Where a line of the data holds the word "DIRS", copy that line.

Available data:
==========
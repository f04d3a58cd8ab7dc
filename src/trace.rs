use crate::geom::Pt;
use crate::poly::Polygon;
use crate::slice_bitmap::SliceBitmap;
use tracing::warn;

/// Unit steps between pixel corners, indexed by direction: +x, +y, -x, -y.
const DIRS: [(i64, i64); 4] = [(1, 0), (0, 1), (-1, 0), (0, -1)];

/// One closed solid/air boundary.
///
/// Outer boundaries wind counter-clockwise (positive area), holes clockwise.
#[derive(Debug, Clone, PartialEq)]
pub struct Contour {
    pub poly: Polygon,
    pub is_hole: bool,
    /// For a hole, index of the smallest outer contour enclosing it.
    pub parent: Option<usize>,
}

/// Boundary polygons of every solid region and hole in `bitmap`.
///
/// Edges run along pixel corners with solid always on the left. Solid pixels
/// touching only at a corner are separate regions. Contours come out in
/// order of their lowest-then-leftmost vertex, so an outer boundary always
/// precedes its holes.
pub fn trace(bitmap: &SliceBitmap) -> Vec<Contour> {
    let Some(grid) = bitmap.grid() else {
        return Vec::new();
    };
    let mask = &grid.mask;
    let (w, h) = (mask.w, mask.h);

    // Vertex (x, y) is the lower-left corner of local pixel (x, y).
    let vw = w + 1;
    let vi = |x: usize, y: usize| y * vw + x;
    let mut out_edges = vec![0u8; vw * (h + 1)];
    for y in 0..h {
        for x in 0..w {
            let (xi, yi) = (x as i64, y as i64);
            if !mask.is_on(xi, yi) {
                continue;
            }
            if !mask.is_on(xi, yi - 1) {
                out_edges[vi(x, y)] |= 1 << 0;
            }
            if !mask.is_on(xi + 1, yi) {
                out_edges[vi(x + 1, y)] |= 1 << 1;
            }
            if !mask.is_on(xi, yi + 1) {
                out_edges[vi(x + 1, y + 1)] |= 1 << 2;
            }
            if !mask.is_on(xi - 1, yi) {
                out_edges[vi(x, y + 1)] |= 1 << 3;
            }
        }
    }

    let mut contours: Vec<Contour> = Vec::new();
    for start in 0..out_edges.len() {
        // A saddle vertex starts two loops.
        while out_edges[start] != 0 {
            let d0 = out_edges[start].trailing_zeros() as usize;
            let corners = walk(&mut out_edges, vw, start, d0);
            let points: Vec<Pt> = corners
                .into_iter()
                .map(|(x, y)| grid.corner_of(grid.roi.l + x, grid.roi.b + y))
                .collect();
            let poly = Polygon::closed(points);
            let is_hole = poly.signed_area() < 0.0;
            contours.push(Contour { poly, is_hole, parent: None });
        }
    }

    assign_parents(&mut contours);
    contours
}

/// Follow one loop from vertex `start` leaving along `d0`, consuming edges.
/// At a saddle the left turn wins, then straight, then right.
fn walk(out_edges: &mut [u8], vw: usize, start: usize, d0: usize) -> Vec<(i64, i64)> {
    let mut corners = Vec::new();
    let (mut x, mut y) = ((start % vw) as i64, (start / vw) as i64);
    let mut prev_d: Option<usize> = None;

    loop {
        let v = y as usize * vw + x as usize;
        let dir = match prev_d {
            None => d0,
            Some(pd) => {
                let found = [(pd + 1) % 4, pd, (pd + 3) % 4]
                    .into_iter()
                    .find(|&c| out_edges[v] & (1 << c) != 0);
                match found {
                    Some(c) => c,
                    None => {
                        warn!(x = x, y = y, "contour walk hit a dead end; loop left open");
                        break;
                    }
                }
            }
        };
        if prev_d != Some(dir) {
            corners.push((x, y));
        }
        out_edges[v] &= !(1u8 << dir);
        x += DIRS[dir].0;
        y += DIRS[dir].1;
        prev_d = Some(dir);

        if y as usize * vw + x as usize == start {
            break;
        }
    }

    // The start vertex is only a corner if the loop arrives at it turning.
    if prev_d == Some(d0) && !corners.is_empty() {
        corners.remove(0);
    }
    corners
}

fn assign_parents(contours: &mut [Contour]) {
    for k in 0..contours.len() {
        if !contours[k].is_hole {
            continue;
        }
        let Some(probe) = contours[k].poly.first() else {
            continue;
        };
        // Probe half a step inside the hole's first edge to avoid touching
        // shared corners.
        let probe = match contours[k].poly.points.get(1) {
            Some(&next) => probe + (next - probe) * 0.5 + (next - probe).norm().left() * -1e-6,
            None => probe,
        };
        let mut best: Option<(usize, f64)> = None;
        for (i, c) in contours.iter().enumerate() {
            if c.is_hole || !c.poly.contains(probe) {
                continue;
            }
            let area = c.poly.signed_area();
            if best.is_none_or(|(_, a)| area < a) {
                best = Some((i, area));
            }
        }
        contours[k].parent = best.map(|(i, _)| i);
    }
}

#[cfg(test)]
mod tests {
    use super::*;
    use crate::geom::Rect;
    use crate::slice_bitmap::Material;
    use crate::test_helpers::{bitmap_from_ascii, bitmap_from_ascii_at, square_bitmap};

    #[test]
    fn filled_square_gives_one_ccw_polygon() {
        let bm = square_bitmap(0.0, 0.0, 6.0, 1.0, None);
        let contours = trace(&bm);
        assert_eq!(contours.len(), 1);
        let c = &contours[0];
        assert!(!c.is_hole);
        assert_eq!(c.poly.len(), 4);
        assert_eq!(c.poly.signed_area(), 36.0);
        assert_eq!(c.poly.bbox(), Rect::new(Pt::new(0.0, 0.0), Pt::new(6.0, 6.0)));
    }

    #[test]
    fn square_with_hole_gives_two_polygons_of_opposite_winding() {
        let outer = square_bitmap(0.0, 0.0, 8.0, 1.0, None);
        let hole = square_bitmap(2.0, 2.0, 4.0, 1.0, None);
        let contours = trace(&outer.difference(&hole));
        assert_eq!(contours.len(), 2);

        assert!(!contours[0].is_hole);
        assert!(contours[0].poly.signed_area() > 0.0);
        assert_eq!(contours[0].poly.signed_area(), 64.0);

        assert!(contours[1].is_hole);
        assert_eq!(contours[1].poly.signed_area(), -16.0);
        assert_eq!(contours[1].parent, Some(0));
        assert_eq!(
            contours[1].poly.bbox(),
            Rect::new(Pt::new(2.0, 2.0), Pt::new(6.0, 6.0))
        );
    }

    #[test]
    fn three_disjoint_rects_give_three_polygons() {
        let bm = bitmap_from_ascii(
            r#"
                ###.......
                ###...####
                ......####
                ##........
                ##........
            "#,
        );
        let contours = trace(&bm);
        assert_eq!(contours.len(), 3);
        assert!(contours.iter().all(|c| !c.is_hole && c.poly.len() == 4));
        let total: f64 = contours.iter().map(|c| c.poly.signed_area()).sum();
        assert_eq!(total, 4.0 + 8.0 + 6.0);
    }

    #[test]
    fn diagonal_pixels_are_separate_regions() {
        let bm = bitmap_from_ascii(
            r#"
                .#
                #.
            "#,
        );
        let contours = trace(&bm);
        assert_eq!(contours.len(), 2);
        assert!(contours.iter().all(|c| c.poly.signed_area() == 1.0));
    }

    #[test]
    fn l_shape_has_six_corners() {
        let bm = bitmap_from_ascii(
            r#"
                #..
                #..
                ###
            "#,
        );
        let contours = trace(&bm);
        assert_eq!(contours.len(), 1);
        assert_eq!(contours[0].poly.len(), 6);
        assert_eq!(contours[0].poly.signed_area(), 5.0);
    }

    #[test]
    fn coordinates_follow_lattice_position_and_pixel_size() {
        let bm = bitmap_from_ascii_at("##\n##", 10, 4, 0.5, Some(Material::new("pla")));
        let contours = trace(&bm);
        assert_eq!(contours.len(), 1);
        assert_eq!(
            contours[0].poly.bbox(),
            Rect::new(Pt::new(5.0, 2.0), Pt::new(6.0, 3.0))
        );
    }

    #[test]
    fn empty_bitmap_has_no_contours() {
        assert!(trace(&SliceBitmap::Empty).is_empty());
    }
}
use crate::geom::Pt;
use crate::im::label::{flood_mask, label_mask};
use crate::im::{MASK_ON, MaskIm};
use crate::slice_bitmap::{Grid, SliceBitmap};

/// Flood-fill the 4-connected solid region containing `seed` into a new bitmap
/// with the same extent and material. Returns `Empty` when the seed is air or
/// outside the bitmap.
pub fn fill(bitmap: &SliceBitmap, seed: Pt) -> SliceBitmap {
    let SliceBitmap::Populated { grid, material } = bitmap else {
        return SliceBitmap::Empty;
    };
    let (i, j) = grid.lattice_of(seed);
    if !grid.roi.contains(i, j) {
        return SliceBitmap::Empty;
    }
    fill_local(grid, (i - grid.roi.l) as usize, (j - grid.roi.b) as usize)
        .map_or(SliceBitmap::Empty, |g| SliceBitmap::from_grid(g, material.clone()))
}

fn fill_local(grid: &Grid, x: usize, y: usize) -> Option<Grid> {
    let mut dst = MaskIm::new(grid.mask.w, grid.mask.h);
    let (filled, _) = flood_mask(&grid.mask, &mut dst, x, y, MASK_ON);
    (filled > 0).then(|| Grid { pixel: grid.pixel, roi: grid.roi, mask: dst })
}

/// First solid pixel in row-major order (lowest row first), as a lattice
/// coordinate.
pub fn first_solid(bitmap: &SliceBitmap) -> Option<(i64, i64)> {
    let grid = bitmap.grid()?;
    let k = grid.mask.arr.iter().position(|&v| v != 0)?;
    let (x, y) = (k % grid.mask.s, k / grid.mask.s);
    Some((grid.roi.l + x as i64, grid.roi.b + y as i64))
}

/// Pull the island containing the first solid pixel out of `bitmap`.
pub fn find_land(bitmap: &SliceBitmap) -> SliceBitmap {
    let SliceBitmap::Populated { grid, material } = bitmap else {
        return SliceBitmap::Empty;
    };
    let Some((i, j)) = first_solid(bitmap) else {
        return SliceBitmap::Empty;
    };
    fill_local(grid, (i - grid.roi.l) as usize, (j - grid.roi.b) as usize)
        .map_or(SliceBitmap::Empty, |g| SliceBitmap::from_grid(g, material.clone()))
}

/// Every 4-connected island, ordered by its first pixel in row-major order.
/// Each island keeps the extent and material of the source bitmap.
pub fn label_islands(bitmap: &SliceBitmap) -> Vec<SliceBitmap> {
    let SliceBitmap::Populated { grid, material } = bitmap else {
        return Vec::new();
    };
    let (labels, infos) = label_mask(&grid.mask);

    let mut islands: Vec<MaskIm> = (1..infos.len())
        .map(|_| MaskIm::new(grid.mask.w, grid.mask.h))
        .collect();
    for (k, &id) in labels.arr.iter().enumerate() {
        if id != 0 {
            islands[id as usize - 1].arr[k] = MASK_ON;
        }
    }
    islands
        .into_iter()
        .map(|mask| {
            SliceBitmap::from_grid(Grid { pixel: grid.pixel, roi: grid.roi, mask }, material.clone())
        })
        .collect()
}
==========
Output of the exercise:
const DIRS: [(i64, i64); 4] = [(1, 0), (0, 1), (-1, 0), (0, -1)];
        x += DIRS[dir].0;
        y += DIRS[dir].1;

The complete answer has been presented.